-- Collected data --
########################################

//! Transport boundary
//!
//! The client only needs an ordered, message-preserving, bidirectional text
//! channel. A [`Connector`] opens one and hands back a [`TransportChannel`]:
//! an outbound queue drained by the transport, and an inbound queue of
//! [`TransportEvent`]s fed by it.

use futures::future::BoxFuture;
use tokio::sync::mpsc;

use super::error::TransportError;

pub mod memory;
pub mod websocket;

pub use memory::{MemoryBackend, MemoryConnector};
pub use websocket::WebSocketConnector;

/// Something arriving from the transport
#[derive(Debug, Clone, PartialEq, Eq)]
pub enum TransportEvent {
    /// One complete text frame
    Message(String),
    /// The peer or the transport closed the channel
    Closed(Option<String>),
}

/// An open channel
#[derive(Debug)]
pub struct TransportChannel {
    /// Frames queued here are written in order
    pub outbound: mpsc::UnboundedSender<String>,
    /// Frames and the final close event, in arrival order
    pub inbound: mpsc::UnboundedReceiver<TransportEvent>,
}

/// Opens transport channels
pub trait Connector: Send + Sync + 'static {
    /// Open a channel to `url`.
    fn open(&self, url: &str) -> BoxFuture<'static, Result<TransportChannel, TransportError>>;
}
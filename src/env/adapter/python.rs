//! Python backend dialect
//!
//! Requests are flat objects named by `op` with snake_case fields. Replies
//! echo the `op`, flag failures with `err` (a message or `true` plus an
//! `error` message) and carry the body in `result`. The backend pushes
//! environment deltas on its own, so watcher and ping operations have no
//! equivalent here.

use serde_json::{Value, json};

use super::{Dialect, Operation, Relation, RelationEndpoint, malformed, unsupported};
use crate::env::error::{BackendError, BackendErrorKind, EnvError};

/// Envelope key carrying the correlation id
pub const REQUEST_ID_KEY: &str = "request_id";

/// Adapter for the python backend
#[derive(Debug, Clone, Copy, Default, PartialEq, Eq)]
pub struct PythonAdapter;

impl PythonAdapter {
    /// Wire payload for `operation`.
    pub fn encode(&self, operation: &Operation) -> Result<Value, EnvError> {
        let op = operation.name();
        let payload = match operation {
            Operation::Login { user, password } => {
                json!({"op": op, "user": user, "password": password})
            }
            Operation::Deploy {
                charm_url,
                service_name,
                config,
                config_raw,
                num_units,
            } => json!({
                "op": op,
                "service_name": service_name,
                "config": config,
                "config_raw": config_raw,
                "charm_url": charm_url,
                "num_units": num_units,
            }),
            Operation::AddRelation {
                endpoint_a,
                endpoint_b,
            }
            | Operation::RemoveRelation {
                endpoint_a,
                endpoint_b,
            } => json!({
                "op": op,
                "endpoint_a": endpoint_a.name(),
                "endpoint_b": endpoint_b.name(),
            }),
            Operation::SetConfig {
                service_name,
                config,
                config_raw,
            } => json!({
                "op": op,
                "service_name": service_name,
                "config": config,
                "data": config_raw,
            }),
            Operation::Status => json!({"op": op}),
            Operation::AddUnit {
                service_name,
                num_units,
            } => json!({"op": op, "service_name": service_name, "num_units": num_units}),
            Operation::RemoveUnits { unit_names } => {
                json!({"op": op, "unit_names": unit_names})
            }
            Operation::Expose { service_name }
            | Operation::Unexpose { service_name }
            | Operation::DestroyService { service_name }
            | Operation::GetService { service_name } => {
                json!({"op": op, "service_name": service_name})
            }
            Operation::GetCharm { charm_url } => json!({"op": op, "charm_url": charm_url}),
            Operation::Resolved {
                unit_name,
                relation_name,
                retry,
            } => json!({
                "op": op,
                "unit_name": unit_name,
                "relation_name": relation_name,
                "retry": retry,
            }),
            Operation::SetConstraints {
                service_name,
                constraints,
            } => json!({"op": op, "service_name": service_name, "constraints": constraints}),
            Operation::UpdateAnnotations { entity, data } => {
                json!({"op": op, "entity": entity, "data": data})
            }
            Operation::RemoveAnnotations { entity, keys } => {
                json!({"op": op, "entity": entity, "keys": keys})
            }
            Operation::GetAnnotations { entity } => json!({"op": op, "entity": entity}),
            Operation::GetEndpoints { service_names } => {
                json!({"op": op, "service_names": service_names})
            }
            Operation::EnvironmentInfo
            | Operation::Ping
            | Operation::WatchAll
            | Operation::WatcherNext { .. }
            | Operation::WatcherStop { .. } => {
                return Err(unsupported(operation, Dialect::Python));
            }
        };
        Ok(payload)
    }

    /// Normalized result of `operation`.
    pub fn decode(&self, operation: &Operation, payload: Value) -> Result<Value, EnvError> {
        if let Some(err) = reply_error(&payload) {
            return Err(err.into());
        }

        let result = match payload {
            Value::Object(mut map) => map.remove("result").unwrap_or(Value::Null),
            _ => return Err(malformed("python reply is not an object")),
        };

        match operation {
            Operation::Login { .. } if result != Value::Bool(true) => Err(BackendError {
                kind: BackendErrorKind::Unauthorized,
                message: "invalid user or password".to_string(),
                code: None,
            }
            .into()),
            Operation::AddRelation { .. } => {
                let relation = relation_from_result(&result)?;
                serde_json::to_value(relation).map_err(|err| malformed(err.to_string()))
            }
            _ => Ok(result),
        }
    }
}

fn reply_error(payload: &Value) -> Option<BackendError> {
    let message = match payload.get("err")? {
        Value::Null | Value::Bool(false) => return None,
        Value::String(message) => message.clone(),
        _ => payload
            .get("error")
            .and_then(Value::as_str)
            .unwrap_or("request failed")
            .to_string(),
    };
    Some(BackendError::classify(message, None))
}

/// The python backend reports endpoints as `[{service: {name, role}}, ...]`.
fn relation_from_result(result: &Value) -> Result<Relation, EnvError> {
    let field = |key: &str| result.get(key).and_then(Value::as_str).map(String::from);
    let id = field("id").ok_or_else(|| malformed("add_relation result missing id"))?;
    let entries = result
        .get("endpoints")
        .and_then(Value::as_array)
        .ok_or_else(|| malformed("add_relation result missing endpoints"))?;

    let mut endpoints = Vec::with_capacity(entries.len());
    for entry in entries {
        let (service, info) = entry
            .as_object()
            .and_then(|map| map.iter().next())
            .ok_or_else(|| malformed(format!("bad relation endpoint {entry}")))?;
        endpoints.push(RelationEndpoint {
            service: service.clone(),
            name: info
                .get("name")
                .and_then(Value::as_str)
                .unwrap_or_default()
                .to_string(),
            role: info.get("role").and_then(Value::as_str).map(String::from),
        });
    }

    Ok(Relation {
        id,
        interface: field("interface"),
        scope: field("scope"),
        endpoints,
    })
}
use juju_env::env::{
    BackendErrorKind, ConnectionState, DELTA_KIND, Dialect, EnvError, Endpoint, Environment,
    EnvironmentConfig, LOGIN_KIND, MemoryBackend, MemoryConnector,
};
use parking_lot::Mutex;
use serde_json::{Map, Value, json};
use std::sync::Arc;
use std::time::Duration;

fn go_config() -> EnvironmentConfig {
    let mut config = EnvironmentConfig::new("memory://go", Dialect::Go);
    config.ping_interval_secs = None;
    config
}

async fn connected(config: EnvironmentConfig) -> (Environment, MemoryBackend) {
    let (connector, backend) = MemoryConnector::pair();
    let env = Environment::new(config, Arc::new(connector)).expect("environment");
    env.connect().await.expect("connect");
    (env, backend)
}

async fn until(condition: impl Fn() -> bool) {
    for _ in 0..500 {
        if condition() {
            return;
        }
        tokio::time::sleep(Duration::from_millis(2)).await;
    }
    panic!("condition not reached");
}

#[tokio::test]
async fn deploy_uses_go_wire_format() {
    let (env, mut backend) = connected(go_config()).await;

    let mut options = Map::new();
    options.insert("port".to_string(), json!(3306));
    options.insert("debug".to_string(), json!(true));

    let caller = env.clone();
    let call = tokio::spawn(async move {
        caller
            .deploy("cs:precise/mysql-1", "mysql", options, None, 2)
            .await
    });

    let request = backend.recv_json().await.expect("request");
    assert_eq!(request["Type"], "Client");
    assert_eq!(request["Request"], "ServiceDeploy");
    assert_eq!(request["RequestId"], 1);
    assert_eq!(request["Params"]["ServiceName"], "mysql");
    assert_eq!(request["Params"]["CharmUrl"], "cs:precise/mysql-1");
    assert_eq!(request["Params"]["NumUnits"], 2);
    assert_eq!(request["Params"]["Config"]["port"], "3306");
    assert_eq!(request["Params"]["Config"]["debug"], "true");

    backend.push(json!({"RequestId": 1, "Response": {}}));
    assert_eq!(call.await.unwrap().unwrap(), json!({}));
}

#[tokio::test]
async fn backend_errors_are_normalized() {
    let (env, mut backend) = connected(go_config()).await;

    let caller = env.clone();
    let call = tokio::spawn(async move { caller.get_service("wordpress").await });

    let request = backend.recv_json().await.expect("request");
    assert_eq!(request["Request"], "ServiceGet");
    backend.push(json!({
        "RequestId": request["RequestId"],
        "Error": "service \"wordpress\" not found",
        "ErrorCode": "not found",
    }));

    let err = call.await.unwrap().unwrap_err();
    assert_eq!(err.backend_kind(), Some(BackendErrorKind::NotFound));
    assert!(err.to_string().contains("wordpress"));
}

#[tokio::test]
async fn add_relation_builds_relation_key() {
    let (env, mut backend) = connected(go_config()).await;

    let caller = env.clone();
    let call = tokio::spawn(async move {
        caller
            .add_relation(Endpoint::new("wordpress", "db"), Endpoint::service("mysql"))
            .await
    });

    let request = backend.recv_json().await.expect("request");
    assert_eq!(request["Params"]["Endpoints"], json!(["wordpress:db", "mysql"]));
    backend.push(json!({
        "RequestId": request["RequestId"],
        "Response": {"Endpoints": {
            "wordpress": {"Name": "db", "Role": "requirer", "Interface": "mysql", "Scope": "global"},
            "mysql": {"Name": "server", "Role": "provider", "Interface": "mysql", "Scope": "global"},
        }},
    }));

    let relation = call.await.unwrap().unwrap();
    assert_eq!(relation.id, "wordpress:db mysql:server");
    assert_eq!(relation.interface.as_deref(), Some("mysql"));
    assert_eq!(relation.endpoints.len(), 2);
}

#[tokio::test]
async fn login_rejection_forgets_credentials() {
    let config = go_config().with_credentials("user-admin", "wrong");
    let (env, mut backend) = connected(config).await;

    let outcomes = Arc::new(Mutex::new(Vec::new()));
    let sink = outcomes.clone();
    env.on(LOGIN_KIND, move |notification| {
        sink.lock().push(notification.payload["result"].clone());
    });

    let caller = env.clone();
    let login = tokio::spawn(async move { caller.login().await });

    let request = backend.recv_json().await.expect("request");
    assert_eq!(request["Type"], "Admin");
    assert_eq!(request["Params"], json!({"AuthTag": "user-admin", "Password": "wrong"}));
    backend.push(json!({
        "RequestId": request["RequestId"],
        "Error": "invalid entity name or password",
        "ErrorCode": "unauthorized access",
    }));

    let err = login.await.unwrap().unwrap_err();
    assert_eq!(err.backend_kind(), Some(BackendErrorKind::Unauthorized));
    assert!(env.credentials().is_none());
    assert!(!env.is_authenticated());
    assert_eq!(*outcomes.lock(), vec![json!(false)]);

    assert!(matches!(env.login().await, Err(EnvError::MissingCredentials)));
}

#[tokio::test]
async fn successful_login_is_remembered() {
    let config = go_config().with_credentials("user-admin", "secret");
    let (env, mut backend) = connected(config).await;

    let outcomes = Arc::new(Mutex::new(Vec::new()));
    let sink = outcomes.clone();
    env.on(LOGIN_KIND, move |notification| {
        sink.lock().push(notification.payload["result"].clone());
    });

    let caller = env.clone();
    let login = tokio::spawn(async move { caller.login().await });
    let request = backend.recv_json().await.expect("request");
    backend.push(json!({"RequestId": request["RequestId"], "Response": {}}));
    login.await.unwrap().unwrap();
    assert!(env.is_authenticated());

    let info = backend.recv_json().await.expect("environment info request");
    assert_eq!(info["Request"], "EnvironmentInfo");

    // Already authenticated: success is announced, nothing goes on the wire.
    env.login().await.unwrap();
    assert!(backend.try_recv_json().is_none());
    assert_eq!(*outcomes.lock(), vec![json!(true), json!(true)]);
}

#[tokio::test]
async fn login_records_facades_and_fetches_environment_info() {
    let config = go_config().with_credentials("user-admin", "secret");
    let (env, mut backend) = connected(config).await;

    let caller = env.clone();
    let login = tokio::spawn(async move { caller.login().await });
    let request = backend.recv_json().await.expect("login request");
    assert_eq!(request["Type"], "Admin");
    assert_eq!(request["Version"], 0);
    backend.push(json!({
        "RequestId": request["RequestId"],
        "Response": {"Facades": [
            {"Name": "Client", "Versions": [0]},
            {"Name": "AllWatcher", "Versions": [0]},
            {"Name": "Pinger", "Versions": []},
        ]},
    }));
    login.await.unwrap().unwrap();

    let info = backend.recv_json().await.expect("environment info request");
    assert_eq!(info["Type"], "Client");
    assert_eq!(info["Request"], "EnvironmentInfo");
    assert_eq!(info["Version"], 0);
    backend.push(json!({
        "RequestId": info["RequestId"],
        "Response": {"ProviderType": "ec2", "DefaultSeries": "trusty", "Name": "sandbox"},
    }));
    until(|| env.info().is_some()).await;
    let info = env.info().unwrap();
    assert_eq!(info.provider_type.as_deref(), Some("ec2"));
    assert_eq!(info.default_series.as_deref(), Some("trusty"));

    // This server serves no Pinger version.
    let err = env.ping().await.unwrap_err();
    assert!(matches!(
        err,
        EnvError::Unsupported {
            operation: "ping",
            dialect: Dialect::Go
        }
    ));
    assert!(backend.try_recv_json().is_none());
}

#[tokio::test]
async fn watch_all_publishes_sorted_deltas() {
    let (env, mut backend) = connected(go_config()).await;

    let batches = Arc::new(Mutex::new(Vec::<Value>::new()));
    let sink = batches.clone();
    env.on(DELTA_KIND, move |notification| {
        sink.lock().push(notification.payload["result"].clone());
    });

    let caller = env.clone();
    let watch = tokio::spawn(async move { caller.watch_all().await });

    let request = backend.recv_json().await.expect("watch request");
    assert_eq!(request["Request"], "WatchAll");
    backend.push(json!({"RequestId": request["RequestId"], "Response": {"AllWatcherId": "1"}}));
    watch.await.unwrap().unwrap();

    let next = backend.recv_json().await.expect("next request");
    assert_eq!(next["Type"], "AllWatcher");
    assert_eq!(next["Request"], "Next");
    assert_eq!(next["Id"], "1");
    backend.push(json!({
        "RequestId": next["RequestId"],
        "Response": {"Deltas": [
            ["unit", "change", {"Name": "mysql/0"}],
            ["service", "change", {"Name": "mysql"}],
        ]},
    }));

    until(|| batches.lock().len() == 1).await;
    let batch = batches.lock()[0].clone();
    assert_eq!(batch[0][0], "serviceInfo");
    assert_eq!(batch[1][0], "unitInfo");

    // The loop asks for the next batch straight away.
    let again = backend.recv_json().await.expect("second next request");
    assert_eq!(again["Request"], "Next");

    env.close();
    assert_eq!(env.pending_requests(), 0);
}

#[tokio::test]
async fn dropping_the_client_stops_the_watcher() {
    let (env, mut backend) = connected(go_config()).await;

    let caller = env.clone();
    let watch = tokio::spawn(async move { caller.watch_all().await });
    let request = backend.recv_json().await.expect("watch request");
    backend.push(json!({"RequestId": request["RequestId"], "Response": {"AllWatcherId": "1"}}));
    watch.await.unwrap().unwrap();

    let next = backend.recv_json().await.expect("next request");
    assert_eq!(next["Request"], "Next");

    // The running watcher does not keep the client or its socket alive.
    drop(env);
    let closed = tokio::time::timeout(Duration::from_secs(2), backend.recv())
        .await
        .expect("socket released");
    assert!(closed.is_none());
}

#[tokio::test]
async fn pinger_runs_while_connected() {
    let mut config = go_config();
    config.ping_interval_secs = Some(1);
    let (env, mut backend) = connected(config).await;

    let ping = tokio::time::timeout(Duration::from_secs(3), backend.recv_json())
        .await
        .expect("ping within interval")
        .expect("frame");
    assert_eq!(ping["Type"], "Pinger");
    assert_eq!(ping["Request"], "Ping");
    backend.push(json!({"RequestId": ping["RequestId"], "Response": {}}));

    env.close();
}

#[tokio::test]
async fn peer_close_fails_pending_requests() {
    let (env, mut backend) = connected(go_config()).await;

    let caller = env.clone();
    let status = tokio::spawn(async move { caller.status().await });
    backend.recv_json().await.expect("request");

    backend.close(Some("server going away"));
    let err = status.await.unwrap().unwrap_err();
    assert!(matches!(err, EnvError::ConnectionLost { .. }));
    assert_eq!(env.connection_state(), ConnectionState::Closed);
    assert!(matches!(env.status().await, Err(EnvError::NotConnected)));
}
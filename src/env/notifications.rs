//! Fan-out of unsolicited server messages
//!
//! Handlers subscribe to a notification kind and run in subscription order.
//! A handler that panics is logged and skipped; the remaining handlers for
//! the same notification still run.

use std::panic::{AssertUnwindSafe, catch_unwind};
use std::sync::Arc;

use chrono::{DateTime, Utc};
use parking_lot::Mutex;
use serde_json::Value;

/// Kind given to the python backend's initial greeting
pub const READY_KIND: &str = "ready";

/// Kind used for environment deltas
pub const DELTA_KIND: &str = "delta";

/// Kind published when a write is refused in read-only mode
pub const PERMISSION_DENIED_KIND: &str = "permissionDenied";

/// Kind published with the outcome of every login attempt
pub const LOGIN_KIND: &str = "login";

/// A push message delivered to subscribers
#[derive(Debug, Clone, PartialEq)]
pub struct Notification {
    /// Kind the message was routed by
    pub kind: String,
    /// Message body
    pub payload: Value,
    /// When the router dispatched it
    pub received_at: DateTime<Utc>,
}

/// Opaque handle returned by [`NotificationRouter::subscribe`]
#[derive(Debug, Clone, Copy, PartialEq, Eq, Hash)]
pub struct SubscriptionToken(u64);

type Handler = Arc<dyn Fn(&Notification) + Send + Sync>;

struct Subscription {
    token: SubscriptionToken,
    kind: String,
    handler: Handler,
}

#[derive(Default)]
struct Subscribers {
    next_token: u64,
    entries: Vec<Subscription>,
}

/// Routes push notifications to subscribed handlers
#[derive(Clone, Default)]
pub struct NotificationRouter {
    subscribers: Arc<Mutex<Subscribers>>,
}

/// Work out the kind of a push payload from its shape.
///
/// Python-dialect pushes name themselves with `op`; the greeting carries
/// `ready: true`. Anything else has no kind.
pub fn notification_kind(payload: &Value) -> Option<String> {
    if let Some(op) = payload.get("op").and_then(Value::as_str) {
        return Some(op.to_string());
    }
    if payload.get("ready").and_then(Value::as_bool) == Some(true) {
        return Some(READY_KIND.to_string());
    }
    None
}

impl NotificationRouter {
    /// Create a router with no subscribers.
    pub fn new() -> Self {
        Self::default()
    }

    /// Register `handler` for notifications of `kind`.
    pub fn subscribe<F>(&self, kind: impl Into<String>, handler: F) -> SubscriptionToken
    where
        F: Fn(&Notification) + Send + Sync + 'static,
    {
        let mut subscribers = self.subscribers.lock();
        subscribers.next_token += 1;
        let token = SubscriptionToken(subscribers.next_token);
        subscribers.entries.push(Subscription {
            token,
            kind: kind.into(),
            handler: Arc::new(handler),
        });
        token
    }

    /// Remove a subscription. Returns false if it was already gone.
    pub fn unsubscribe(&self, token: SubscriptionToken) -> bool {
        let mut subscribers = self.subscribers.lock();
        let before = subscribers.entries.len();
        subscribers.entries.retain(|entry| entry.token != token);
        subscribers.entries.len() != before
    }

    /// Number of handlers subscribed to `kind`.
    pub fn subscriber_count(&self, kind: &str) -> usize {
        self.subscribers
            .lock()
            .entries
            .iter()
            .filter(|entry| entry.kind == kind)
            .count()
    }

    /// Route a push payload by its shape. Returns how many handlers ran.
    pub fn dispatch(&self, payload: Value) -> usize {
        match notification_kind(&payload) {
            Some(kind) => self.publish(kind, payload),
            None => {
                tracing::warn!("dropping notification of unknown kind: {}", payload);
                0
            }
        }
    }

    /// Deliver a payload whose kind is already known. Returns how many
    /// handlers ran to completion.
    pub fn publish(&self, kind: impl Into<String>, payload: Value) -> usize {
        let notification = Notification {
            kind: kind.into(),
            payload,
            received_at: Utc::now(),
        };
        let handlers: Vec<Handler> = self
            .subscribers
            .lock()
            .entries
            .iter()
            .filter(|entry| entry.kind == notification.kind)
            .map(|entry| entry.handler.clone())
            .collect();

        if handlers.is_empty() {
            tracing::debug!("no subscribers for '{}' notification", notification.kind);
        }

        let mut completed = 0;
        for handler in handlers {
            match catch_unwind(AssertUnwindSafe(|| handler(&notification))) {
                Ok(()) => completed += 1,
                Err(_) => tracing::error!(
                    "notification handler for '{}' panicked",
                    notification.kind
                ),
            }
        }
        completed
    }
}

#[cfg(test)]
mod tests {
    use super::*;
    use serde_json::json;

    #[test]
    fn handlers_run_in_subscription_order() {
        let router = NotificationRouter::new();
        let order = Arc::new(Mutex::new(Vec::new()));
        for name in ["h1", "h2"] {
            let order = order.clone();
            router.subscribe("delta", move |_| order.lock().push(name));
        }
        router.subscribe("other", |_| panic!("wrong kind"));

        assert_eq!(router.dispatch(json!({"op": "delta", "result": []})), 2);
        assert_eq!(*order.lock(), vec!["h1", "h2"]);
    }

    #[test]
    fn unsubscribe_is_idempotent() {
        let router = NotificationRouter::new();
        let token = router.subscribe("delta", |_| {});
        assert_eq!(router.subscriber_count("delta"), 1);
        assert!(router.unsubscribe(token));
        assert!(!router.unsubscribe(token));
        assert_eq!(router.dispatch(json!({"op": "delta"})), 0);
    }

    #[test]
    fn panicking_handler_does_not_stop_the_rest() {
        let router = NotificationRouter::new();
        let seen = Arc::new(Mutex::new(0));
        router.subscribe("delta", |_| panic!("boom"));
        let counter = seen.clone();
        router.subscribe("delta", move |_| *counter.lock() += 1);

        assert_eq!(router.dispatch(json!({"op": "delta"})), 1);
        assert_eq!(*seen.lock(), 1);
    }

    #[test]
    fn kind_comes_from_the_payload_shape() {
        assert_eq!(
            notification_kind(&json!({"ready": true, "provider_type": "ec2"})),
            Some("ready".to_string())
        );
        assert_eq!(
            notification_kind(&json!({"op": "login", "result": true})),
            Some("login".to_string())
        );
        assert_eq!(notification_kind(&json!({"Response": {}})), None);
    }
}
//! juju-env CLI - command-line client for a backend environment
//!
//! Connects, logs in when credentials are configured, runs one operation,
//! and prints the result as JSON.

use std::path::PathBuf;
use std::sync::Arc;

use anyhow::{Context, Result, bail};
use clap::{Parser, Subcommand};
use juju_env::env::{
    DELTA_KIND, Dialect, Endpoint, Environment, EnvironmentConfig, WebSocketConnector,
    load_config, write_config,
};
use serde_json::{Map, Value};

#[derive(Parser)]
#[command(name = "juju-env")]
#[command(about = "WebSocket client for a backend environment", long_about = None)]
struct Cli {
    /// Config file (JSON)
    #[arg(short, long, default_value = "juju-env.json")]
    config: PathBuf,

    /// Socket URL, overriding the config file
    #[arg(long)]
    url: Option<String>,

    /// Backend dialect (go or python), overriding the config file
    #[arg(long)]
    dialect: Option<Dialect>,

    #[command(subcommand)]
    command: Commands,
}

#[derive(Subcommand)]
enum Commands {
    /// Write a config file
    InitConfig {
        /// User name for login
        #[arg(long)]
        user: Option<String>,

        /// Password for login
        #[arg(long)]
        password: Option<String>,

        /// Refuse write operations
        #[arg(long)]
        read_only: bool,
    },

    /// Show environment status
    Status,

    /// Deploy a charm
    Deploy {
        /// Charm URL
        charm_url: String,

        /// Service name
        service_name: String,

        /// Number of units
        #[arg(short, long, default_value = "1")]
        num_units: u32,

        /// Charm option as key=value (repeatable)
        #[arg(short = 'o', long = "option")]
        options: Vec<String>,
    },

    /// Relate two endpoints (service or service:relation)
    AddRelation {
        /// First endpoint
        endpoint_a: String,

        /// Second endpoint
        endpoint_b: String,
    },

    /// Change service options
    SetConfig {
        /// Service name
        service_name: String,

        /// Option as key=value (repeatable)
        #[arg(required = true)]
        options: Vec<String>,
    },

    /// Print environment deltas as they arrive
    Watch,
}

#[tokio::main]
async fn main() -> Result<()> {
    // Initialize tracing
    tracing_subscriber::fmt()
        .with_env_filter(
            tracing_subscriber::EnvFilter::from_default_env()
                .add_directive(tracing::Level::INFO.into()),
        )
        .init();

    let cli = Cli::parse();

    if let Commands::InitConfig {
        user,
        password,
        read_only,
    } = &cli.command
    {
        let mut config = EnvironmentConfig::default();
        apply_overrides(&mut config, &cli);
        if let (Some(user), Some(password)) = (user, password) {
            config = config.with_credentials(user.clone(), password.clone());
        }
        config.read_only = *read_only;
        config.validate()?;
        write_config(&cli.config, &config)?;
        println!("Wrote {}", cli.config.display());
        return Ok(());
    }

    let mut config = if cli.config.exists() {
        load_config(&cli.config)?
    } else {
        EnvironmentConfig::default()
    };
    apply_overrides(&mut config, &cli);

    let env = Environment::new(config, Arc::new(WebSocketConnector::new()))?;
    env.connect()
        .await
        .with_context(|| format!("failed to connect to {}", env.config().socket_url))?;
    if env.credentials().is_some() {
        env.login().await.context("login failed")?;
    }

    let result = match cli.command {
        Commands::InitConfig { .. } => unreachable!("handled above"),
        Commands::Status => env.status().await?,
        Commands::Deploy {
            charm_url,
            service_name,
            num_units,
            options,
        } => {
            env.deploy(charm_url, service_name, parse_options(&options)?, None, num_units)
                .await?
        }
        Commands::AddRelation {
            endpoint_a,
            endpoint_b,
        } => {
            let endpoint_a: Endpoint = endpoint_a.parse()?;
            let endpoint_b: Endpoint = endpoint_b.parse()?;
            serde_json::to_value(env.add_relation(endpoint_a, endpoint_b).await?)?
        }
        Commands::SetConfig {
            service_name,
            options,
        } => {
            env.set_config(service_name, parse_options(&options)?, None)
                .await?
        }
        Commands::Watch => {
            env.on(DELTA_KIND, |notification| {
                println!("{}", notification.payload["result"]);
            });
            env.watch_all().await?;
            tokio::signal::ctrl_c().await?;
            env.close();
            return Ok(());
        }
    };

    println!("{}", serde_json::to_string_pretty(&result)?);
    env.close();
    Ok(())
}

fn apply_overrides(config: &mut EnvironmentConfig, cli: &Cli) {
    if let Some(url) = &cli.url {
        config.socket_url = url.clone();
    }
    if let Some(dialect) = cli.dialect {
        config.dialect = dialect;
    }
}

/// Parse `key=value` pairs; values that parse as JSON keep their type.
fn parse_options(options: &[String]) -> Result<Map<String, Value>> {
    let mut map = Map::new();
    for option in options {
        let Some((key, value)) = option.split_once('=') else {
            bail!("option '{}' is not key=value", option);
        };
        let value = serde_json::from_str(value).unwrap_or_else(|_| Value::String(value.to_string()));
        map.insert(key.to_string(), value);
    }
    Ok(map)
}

########################################

-- Exercise objective --
The lines of the data, from the first through the one containing "closed the channel", are to be transcribed exactly.

-- Response box --
//! Transport boundary
//!
//! The client only needs an ordered, message-preserving, bidirectional text
//! channel. A [`Connector`] opens one and hands back a [`TransportChannel`]:
//! an outbound queue drained by the transport, and an inbound queue of
//! [`TransportEvent`]s fed by it.

use futures::future::BoxFuture;
use tokio::sync::mpsc;

use super::error::TransportError;

pub mod memory;
pub mod websocket;

pub use memory::{MemoryBackend, MemoryConnector};
pub use websocket::WebSocketConnector;

/// Something arriving from the transport
#[derive(Debug, Clone, PartialEq, Eq)]
pub enum TransportEvent {
    /// One complete text frame
    Message(String),
    /// The peer or the transport closed the channel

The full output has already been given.